Records excerpted from a collection:
/---

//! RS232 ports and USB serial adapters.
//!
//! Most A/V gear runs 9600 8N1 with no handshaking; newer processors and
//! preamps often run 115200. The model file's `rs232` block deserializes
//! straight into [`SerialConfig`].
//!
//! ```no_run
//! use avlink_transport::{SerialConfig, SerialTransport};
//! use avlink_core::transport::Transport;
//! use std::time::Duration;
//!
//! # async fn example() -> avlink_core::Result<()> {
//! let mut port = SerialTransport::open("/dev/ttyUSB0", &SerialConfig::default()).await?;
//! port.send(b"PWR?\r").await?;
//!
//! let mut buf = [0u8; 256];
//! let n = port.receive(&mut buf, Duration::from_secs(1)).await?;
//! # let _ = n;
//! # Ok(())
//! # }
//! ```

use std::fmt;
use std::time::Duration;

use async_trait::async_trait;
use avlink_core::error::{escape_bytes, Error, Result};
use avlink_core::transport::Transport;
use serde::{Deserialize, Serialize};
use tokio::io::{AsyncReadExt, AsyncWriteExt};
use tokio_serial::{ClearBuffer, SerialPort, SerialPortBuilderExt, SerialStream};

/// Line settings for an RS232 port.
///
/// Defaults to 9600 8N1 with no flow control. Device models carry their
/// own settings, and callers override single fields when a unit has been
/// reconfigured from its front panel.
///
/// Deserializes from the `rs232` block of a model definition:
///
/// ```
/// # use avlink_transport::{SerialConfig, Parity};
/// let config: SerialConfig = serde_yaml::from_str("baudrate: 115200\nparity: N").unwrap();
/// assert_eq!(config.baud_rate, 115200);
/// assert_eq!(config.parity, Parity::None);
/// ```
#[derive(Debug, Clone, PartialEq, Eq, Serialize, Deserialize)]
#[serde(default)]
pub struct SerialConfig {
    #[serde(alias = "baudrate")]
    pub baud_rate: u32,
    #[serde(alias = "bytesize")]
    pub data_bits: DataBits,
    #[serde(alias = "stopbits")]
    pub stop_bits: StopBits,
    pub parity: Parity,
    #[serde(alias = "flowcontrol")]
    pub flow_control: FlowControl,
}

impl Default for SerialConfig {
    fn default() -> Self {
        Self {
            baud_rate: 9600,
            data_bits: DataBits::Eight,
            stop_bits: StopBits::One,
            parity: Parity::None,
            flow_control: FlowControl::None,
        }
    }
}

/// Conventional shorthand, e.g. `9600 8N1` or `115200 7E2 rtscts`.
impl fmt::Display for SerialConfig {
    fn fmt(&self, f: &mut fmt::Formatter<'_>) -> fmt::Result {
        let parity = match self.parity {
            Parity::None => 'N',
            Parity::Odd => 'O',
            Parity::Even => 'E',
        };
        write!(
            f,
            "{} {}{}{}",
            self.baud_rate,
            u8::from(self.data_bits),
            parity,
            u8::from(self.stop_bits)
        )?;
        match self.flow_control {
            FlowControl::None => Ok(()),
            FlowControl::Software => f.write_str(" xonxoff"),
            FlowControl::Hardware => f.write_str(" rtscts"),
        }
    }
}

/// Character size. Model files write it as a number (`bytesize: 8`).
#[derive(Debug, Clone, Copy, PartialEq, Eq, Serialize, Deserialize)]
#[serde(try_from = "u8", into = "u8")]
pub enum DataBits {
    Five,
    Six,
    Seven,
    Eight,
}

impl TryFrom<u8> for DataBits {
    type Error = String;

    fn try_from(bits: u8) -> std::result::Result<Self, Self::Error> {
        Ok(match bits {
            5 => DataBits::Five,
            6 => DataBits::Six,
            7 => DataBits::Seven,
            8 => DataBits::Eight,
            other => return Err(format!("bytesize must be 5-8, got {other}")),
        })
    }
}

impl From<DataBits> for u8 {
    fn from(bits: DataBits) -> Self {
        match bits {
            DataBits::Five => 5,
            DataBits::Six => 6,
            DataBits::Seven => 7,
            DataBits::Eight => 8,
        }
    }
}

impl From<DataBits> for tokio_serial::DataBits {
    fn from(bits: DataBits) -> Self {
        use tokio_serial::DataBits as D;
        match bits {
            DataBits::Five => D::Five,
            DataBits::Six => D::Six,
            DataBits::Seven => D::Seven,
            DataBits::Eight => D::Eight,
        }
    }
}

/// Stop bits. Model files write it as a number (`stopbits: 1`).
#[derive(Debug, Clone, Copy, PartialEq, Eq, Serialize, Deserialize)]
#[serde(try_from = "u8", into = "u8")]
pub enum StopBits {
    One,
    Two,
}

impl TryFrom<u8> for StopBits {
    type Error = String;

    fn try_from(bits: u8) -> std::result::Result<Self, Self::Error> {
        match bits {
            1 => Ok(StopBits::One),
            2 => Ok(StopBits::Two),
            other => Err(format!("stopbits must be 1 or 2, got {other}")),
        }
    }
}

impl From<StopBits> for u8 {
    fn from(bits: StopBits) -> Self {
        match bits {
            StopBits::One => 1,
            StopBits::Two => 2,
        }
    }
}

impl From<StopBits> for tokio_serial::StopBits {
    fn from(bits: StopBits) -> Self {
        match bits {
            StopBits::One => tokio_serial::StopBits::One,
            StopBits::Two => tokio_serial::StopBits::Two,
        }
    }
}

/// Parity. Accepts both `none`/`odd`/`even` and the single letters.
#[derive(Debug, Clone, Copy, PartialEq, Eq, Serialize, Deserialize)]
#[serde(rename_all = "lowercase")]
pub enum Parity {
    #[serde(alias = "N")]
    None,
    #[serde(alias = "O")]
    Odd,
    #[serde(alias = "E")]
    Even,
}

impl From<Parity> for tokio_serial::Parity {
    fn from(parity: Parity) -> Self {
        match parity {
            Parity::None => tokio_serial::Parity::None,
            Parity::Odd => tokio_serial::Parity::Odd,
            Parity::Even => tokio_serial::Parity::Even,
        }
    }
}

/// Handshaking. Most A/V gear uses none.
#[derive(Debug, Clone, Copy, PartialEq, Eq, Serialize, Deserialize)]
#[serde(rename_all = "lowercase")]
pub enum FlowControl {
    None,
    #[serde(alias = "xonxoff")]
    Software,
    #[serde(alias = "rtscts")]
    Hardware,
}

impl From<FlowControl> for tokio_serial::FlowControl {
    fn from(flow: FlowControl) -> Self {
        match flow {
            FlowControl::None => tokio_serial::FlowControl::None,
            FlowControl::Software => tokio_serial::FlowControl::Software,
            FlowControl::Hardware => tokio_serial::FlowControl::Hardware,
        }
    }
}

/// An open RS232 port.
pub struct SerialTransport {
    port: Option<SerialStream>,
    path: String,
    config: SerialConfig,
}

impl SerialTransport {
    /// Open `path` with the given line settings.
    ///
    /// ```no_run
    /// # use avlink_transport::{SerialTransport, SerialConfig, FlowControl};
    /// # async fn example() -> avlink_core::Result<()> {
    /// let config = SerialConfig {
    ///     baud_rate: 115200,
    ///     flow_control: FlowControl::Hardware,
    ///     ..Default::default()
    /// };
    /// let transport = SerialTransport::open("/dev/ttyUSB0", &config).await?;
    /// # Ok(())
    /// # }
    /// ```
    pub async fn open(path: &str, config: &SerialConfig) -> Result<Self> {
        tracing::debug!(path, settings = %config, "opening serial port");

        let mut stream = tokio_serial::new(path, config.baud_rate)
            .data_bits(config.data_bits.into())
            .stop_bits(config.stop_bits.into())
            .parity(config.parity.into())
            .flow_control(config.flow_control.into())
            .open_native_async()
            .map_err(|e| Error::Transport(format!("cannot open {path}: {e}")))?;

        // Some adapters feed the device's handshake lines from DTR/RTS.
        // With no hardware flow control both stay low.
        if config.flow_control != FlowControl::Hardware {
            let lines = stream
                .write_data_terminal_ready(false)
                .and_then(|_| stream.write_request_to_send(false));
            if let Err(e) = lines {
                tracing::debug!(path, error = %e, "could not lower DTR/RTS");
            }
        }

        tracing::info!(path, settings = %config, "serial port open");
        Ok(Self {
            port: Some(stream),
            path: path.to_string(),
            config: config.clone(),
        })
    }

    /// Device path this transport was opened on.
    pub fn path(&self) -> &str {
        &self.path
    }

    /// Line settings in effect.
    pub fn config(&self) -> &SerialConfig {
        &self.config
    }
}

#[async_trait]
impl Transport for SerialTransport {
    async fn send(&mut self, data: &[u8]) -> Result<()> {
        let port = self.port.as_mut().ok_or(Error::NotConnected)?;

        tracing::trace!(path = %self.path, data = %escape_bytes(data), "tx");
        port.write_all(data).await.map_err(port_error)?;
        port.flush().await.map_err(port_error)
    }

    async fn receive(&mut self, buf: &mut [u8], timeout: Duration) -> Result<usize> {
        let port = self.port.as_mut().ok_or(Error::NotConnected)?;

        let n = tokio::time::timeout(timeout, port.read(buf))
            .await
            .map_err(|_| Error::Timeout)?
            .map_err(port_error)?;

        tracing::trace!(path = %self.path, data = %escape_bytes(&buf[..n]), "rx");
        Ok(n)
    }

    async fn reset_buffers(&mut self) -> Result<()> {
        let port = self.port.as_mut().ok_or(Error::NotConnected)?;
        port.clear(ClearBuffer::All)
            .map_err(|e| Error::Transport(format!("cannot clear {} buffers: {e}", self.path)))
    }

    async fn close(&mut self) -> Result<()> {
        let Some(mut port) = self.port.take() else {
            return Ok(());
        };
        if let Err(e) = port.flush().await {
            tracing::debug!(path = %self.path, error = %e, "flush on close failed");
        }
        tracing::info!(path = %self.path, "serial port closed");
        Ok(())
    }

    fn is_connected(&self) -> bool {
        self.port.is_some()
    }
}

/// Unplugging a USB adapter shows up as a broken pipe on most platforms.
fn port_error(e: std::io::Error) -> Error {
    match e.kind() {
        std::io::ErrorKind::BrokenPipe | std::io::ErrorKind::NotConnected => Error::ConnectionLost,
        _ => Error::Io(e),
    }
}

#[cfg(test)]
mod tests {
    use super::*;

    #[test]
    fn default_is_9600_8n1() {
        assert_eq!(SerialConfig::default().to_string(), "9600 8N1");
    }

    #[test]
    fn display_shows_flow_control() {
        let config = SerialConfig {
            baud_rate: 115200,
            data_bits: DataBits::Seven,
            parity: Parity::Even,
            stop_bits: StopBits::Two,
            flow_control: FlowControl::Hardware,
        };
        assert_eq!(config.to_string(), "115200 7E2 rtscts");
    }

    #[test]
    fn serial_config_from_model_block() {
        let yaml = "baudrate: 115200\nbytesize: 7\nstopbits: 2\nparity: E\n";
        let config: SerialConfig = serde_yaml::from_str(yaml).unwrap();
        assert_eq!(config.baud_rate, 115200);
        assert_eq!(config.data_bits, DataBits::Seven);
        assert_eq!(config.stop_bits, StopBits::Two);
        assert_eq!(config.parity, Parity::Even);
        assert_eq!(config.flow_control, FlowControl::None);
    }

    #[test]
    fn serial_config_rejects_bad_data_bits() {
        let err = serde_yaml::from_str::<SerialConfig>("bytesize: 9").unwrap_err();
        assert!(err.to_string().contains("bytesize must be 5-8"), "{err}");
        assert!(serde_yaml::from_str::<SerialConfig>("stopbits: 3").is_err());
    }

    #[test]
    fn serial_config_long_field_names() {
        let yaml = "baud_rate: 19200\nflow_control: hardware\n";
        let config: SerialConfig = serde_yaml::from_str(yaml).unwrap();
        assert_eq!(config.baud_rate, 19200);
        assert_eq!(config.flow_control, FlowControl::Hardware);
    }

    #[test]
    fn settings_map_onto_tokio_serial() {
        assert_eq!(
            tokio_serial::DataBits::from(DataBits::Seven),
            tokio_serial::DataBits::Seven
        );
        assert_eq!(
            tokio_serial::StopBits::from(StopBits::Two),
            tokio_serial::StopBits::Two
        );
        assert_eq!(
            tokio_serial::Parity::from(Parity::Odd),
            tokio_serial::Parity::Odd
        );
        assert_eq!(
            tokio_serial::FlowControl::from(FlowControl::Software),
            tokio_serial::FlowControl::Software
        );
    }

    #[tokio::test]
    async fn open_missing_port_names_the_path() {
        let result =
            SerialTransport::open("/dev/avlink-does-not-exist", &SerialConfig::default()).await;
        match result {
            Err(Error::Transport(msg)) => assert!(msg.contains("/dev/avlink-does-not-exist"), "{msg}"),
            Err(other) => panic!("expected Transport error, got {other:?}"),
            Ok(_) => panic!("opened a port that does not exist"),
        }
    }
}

\---

AIM OF THE TASK → Return the lines of the records that include the string "Five".

RESPONSE →
    Five,
            5 => DataBits::Five,
            DataBits::Five => 5,
            DataBits::Five => D::Five,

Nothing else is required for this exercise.